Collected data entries

= Beginning of Section =

//! Tiny in-process HTTP/1.1 server for integration tests.
//! Serves canned responses in order (the last one repeats) and records every
//! request line and body.

#![allow(dead_code)]

use std::sync::{Arc, Mutex};

use tokio::io::{AsyncReadExt, AsyncWriteExt};
use tokio::net::{TcpListener, TcpStream};

#[derive(Debug, Clone)]
pub struct Canned {
    pub status: u16,
    pub content_type: &'static str,
    pub body: String,
}

impl Canned {
    pub fn json(body: impl Into<String>) -> Self {
        Self {
            status: 200,
            content_type: "application/json",
            body: body.into(),
        }
    }

    pub fn text(body: impl Into<String>) -> Self {
        Self {
            status: 200,
            content_type: "text/plain; charset=utf-8",
            body: body.into(),
        }
    }

    pub fn status(status: u16) -> Self {
        Self {
            status,
            content_type: "text/plain",
            body: "error".into(),
        }
    }
}

#[derive(Debug, Clone)]
pub struct Recorded {
    pub request_line: String,
    pub body: String,
}

pub struct CannedServer {
    pub url: String,
    requests: Arc<Mutex<Vec<Recorded>>>,
}

impl CannedServer {
    pub async fn start(responses: Vec<Canned>) -> Self {
        let listener = TcpListener::bind("127.0.0.1:0").await.unwrap();
        let url = format!("http://{}/", listener.local_addr().unwrap());
        let requests = Arc::new(Mutex::new(Vec::new()));
        let queue = Arc::new(Mutex::new(responses));

        let recorded = requests.clone();
        tokio::spawn(async move {
            loop {
                let Ok((stream, _)) = listener.accept().await else {
                    break;
                };
                let recorded = recorded.clone();
                let queue = queue.clone();
                tokio::spawn(async move {
                    let _ = serve_one(stream, recorded, queue).await;
                });
            }
        });

        Self { url, requests }
    }

    pub fn requests(&self) -> Vec<Recorded> {
        self.requests.lock().unwrap().clone()
    }

    pub fn hits(&self) -> usize {
        self.requests.lock().unwrap().len()
    }
}

async fn serve_one(
    mut stream: TcpStream,
    recorded: Arc<Mutex<Vec<Recorded>>>,
    queue: Arc<Mutex<Vec<Canned>>>,
) -> std::io::Result<()> {
    let mut buf = Vec::new();
    let mut chunk = [0u8; 4096];
    let header_end = loop {
        let n = stream.read(&mut chunk).await?;
        if n == 0 {
            return Ok(());
        }
        buf.extend_from_slice(&chunk[..n]);
        if let Some(pos) = find(&buf, b"\r\n\r\n") {
            break pos + 4;
        }
    };

    let head = String::from_utf8_lossy(&buf[..header_end]).to_string();
    let content_length = head
        .lines()
        .filter_map(|l| l.split_once(':'))
        .find(|(k, _)| k.trim().eq_ignore_ascii_case("content-length"))
        .and_then(|(_, v)| v.trim().parse::<usize>().ok())
        .unwrap_or(0);
    while buf.len() < header_end + content_length {
        let n = stream.read(&mut chunk).await?;
        if n == 0 {
            break;
        }
        buf.extend_from_slice(&chunk[..n]);
    }
    let body_end = (header_end + content_length).min(buf.len());
    let body = String::from_utf8_lossy(&buf[header_end..body_end]).to_string();

    recorded.lock().unwrap().push(Recorded {
        request_line: head.lines().next().unwrap_or_default().to_string(),
        body,
    });

    let canned = {
        let mut q = queue.lock().unwrap();
        if q.len() > 1 {
            q.remove(0)
        } else {
            q.first().cloned().unwrap_or_else(|| Canned::status(500))
        }
    };

    let reply = format!(
        "HTTP/1.1 {} X\r\ncontent-type: {}\r\ncontent-length: {}\r\nconnection: close\r\n\r\n{}",
        canned.status,
        canned.content_type,
        canned.body.len(),
        canned.body
    );
    stream.write_all(reply.as_bytes()).await?;
    stream.shutdown().await?;
    Ok(())
}

fn find(haystack: &[u8], needle: &[u8]) -> Option<usize> {
    haystack.windows(needle.len()).position(|w| w == needle)
}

= End of Section =

What is required:
Transcribe each of the records verbatim.

Output for this task:
//! Tiny in-process HTTP/1.1 server for integration tests.
//! Serves canned responses in order (the last one repeats) and records every
//! request line and body.

#![allow(dead_code)]

use std::sync::{Arc, Mutex};

use tokio::io::{AsyncReadExt, AsyncWriteExt};
use tokio::net::{TcpListener, TcpStream};

#[derive(Debug, Clone)]
pub struct Canned {
    pub status: u16,
    pub content_type: &'static str,
    pub body: String,
}

impl Canned {
    pub fn json(body: impl Into<String>) -> Self {
        Self {
            status: 200,
            content_type: "application/json",
            body: body.into(),
        }
    }

    pub fn text(body: impl Into<String>) -> Self {
        Self {
            status: 200,
            content_type: "text/plain; charset=utf-8",
            body: body.into(),
        }
    }

    pub fn status(status: u16) -> Self {
        Self {
            status,
            content_type: "text/plain",
            body: "error".into(),
        }
    }
}

#[derive(Debug, Clone)]
pub struct Recorded {
    pub request_line: String,
    pub body: String,
}

pub struct CannedServer {
    pub url: String,
    requests: Arc<Mutex<Vec<Recorded>>>,
}

impl CannedServer {
    pub async fn start(responses: Vec<Canned>) -> Self {
        let listener = TcpListener::bind("127.0.0.1:0").await.unwrap();
        let url = format!("http://{}/", listener.local_addr().unwrap());
        let requests = Arc::new(Mutex::new(Vec::new()));
        let queue = Arc::new(Mutex::new(responses));

        let recorded = requests.clone();
        tokio::spawn(async move {
            loop {
                let Ok((stream, _)) = listener.accept().await else {
                    break;
                };
                let recorded = recorded.clone();
                let queue = queue.clone();
                tokio::spawn(async move {
                    let _ = serve_one(stream, recorded, queue).await;
                });
            }
        });

        Self { url, requests }
    }

    pub fn requests(&self) -> Vec<Recorded> {
        self.requests.lock().unwrap().clone()
    }

    pub fn hits(&self) -> usize {
        self.requests.lock().unwrap().len()
    }
}

async fn serve_one(
    mut stream: TcpStream,
    recorded: Arc<Mutex<Vec<Recorded>>>,
    queue: Arc<Mutex<Vec<Canned>>>,
) -> std::io::Result<()> {
    let mut buf = Vec::new();
    let mut chunk = [0u8; 4096];
    let header_end = loop {
        let n = stream.read(&mut chunk).await?;
        if n == 0 {
            return Ok(());
        }
        buf.extend_from_slice(&chunk[..n]);
        if let Some(pos) = find(&buf, b"\r\n\r\n") {
            break pos + 4;
        }
    };

    let head = String::from_utf8_lossy(&buf[..header_end]).to_string();
    let content_length = head
        .lines()
        .filter_map(|l| l.split_once(':'))
        .find(|(k, _)| k.trim().eq_ignore_ascii_case("content-length"))
        .and_then(|(_, v)| v.trim().parse::<usize>().ok())
        .unwrap_or(0);
    while buf.len() < header_end + content_length {
        let n = stream.read(&mut chunk).await?;
        if n == 0 {
            break;
        }
        buf.extend_from_slice(&chunk[..n]);
    }
    let body_end = (header_end + content_length).min(buf.len());
    let body = String::from_utf8_lossy(&buf[header_end..body_end]).to_string();

    recorded.lock().unwrap().push(Recorded {
        request_line: head.lines().next().unwrap_or_default().to_string(),
        body,
    });

    let canned = {
        let mut q = queue.lock().unwrap();
        if q.len() > 1 {
            q.remove(0)
        } else {
            q.first().cloned().unwrap_or_else(|| Canned::status(500))
        }
    };

    let reply = format!(
        "HTTP/1.1 {} X\r\ncontent-type: {}\r\ncontent-length: {}\r\nconnection: close\r\n\r\n{}",
        canned.status,
        canned.content_type,
        canned.body.len(),
        canned.body
    );
    stream.write_all(reply.as_bytes()).await?;
    stream.shutdown().await?;
    Ok(())
}

fn find(haystack: &[u8], needle: &[u8]) -> Option<usize> {
    haystack.windows(needle.len()).position(|w| w == needle)
}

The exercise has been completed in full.